Je me levai avec effort et me glissai hors de ma cachette, en m'appuyant sur le tonneau, qui m'aidait à me conduire, car je marchais à tâtons. Lorsque je fus au bout de la futaille, j'étendis la main pour retrouver l'issue par laquelle j'étais entré; mais elle me parut close. Je n'en pouvais croire mes sens; j'étendis la main de nouveau, et recommençai vingt fois mon exploration, l'ouverture n'existait plus: une caisse énorme fermait l'endroit par lequel je m'étais introduit, et le fermait tellement bien que je pouvais à peine fourrer le bout de mon petit doigt entre cette caisse et les ballots entassés qui la bloquaient de toute part.
J'essayai de la mouvoir, mais elle ne bougea pas; j'y appuyai l'épaule, j'y employai toute ma force, elle n'en fut pas même ébranlée.
Voyant que je ne pouvais y parvenir, je rentrai dans ma cachette avec l'espoir de passer derrière la futaille et faire le tour de cette malheureuse caisse; nouveau désappointement! il n'y avait pas de quoi fourrer la main entre le fond de la barrique et une autre futaille exactement pareille; une souris devait être obligée de s'aplatir pour se glisser entre ces deux tonnes, dont la dernière s'appliquait exactement à la paroi du vaisseau.

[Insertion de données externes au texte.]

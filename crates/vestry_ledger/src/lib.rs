//! # Vestry Ledger
//!
//! Pure balance-effect computation.
//!
//! A transaction's *ledger effect* is the set of signed minor-unit
//! deltas it applies to one or two accounts:
//!
//! - income: `+amount` on the source account
//! - expense: `-amount` on the source account
//! - transfer: `-amount` on the source, `+amount` on the target
//!
//! The same computation is used on create (apply), delete (revert),
//! and edit (revert the old entry, then apply the new one). Everything
//! here is side-effect free; applying deltas to stored accounts is the
//! caller's job.
//!
//! ## Key Invariants
//!
//! - Sign is derived from the transaction kind in exactly one place,
//!   [`BalanceEffect::of`]
//! - A transfer effect always sums to zero (conservation)
//! - `of(t).inverted()` composed with `of(t)` is the empty effect

#![deny(unsafe_code)]
#![warn(missing_docs)]

mod effect;
mod error;

pub use effect::{validate, BalanceEffect};
pub use error::{LedgerError, LedgerResult};
//! Identifier newtypes.

use serde::{Deserialize, Serialize};
use std::fmt;
use std::str::FromStr;
use uuid::Uuid;

/// Unique identifier for a stored record.
///
/// Record IDs are generated client-side (UUID v4) so that records
/// created offline never collide with remote rows.
#[derive(
    Debug, Clone, Copy, PartialEq, Eq, PartialOrd, Ord, Hash, Serialize, Deserialize, Default,
)]
#[serde(transparent)]
pub struct RecordId(Uuid);

impl RecordId {
    /// Generates a fresh random record ID.
    #[must_use]
    pub fn new() -> Self {
        Self(Uuid::new_v4())
    }

    /// Creates a record ID from raw UUID bytes.
    ///
    /// Useful for deterministic IDs in tests.
    #[must_use]
    pub const fn from_bytes(bytes: [u8; 16]) -> Self {
        Self(Uuid::from_bytes(bytes))
    }

    /// Returns the underlying UUID.
    #[must_use]
    pub const fn as_uuid(&self) -> Uuid {
        self.0
    }
}

impl fmt::Display for RecordId {
    fn fmt(&self, f: &mut fmt::Formatter<'_>) -> fmt::Result {
        self.0.fmt(f)
    }
}

impl FromStr for RecordId {
    type Err = uuid::Error;

    fn from_str(s: &str) -> Result<Self, Self::Err> {
        Ok(Self(Uuid::parse_str(s)?))
    }
}

/// Identity of the authenticated user that owns records.
///
/// Ownership checks during push compare a record's owner against the
/// principal reported by the remote backend.
#[derive(
    Debug, Clone, Copy, PartialEq, Eq, PartialOrd, Ord, Hash, Serialize, Deserialize, Default,
)]
#[serde(transparent)]
pub struct PrincipalId(Uuid);

impl PrincipalId {
    /// Generates a fresh random principal ID.
    #[must_use]
    pub fn new() -> Self {
        Self(Uuid::new_v4())
    }

    /// Creates a principal ID from raw UUID bytes.
    #[must_use]
    pub const fn from_bytes(bytes: [u8; 16]) -> Self {
        Self(Uuid::from_bytes(bytes))
    }

    /// Returns the underlying UUID.
    #[must_use]
    pub const fn as_uuid(&self) -> Uuid {
        self.0
    }
}

impl fmt::Display for PrincipalId {
    fn fmt(&self, f: &mut fmt::Formatter<'_>) -> fmt::Result {
        self.0.fmt(f)
    }
}

impl FromStr for PrincipalId {
    type Err = uuid::Error;

    fn from_str(s: &str) -> Result<Self, Self::Err> {
        Ok(Self(Uuid::parse_str(s)?))
    }
}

Je pensai alors à grimper sur la futaille, et à me faufiler au-dessus de la caisse qui m'obstruait le passage; mais entre le point culminant du tonneau et une grande poutre qui s'étendait en travers de la cale, c'est tout au plus s'il y avait un espace de quelques centimètres, et si petit que je pusse être, il ne fallait pas songer à m'y introduire.

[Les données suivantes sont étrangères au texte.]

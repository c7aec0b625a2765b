//! Proptest strategies for record drafts.

use proptest::prelude::*;
use vestry_core::{AccountDraft, CategoryDraft};
use vestry_model::{AccountKind, Amount, CategoryKind, TransactionKind};

/// Non-negative amounts up to 100,000.00 in minor units.
pub fn amount_strategy() -> impl Strategy<Value = Amount> {
    (0i64..=10_000_000).prop_map(Amount::from_minor)
}

/// Short human-looking record names.
pub fn name_strategy() -> impl Strategy<Value = String> {
    "[A-Z][a-z]{2,12}( [a-z]{2,8})?"
}

/// Any account kind.
pub fn account_kind_strategy() -> impl Strategy<Value = AccountKind> {
    prop_oneof![
        Just(AccountKind::Checking),
        Just(AccountKind::Savings),
        Just(AccountKind::Credit),
        Just(AccountKind::Cash),
    ]
}

/// Any transaction kind.
pub fn transaction_kind_strategy() -> impl Strategy<Value = TransactionKind> {
    prop_oneof![
        Just(TransactionKind::Income),
        Just(TransactionKind::Expense),
        Just(TransactionKind::Transfer),
    ]
}

/// Any category kind.
pub fn category_kind_strategy() -> impl Strategy<Value = CategoryKind> {
    prop_oneof![Just(CategoryKind::Income), Just(CategoryKind::Expense)]
}

/// Account drafts with bounded opening balances.
pub fn account_draft_strategy() -> impl Strategy<Value = AccountDraft> {
    (name_strategy(), account_kind_strategy(), amount_strategy()).prop_map(
        |(name, kind, initial_balance)| AccountDraft {
            name,
            kind,
            initial_balance,
        },
    )
}

/// Category drafts with hex colors.
pub fn category_draft_strategy() -> impl Strategy<Value = CategoryDraft> {
    (name_strategy(), category_kind_strategy(), "#[0-9a-f]{6}").prop_map(
        |(name, kind, color)| CategoryDraft { name, kind, color },
    )
}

Je vous laisse à imaginer quelle fut mon impression lorsque j'eus acquis la certitude d'être enfermé dans la cale au milieu des marchandises, emprisonné, muré par la cargaison tout entière.
CHAPITRE XXI.
Enseveli tout vivant!
Je comprenais maintenant pourquoi la nuit m'avait paru si longue. La lumière avait brillé, mais je n'en avais rien su; les matelots avaient travaillé pendant le jour, tandis que, plongé dans les ténèbres, je croyais qu'il était nuit. Il y avait sans doute plus de trente-six heures que je me trouvais à bord; voilà pourquoi j'avais eu faim, pourquoi ma soif était si ardente, et mon corps si douloureux.
Les instants de repos qui, au milieu du bruit continuel, me paraissaient revenir d'une façon méthodique, étaient les heures de repas; et le silence qui avait précédé notre départ, silence dont la prolongation m'avait frappé, était la deuxième nuit que je passais dans la cale.
J'y étais à peine installé que je m'étais endormi. C'était le soir. Il est probable que, le lendemain matin, je ne m'éveillai pas de bonne heure; et c'était pendant mon sommeil que les matelots, en arrangeant la cale, avaient rempli les vides qui m'avaient permis d'y entrer.